> **What you will do**
Scan the records for the word "coordinates". Report each line where it occurs.

> **Listed records**
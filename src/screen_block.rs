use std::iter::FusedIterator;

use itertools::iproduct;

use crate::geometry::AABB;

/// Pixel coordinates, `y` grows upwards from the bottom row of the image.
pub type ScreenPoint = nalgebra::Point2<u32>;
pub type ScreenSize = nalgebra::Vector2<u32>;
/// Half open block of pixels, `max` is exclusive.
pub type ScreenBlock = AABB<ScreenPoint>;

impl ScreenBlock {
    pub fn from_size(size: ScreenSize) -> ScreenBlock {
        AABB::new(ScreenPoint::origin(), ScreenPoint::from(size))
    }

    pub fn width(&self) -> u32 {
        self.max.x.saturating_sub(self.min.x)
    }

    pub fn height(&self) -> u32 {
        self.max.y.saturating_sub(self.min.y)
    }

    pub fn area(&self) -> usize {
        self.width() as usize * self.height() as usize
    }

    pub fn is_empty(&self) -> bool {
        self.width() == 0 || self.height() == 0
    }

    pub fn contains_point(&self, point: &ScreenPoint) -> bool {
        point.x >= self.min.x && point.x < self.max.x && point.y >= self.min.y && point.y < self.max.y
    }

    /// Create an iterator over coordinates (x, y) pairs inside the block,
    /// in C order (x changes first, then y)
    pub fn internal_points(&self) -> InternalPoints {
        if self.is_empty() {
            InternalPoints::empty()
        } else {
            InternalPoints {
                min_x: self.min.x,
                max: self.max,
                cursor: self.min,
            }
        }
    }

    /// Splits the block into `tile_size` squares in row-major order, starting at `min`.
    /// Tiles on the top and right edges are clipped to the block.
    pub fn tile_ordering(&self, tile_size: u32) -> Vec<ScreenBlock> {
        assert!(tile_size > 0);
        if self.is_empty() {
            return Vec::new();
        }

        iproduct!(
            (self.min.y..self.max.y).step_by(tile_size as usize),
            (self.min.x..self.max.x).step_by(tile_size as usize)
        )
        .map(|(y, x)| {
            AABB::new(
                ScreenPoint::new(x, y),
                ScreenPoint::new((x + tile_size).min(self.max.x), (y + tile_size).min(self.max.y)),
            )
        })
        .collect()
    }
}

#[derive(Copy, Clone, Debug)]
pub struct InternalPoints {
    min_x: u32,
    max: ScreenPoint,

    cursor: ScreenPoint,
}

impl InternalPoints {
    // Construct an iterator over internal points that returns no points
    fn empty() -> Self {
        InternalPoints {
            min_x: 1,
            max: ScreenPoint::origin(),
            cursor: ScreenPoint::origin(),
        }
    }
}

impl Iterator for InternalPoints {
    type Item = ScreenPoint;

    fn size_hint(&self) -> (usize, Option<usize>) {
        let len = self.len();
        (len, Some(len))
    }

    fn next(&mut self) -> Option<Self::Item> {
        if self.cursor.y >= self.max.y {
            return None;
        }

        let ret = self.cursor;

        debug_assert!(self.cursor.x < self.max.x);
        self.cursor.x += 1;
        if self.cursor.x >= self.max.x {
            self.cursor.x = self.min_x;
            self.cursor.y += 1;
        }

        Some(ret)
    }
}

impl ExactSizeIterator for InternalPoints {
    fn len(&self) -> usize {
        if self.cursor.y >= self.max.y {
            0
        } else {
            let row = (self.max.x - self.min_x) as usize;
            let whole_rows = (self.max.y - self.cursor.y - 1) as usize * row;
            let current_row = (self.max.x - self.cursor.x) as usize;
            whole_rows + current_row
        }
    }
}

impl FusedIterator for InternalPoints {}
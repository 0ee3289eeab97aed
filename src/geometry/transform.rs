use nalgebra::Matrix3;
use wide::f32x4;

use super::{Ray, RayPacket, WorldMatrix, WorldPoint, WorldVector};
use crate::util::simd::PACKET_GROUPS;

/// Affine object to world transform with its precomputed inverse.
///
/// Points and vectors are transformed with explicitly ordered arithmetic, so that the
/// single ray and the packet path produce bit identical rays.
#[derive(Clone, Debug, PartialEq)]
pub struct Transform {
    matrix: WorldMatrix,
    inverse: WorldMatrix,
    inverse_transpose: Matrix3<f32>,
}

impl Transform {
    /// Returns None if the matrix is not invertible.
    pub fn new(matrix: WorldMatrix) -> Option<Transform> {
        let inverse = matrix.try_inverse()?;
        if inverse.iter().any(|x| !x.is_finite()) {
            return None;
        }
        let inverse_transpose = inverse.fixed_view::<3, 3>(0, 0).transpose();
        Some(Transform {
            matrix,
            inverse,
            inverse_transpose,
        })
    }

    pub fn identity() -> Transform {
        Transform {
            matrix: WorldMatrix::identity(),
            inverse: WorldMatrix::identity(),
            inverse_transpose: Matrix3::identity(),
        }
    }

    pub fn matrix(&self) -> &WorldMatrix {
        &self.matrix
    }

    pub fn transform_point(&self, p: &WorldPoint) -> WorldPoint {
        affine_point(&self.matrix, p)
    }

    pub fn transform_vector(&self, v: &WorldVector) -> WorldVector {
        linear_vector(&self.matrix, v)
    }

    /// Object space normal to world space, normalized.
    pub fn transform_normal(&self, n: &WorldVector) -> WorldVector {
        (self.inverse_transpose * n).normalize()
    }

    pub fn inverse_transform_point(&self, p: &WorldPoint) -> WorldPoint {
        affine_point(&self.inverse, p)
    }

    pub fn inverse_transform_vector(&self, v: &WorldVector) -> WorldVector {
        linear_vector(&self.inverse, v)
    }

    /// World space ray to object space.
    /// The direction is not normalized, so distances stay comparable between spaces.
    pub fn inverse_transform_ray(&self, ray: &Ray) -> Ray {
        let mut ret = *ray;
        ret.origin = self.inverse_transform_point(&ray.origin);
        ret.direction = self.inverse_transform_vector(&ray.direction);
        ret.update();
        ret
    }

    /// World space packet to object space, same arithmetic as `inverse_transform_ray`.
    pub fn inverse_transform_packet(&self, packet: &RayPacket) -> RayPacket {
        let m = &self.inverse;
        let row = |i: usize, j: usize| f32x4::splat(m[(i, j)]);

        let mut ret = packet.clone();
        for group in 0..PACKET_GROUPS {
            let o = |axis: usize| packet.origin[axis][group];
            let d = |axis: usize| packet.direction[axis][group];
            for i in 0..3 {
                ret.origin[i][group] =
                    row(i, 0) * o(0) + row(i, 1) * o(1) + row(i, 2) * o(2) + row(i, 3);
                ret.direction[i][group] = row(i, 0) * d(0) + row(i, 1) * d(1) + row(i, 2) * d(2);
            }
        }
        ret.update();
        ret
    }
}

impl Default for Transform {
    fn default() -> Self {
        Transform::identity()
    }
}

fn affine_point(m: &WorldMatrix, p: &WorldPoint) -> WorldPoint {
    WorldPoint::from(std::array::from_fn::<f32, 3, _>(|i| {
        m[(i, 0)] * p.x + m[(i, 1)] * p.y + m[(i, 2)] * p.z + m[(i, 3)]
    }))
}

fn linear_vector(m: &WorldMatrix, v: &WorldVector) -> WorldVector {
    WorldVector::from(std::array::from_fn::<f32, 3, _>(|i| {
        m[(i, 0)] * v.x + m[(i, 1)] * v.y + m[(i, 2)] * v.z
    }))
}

> **Solution to this task**
/// Pixel coordinates, `y` grows upwards from the bottom row of the image.
    /// Create an iterator over coordinates (x, y) pairs inside the block,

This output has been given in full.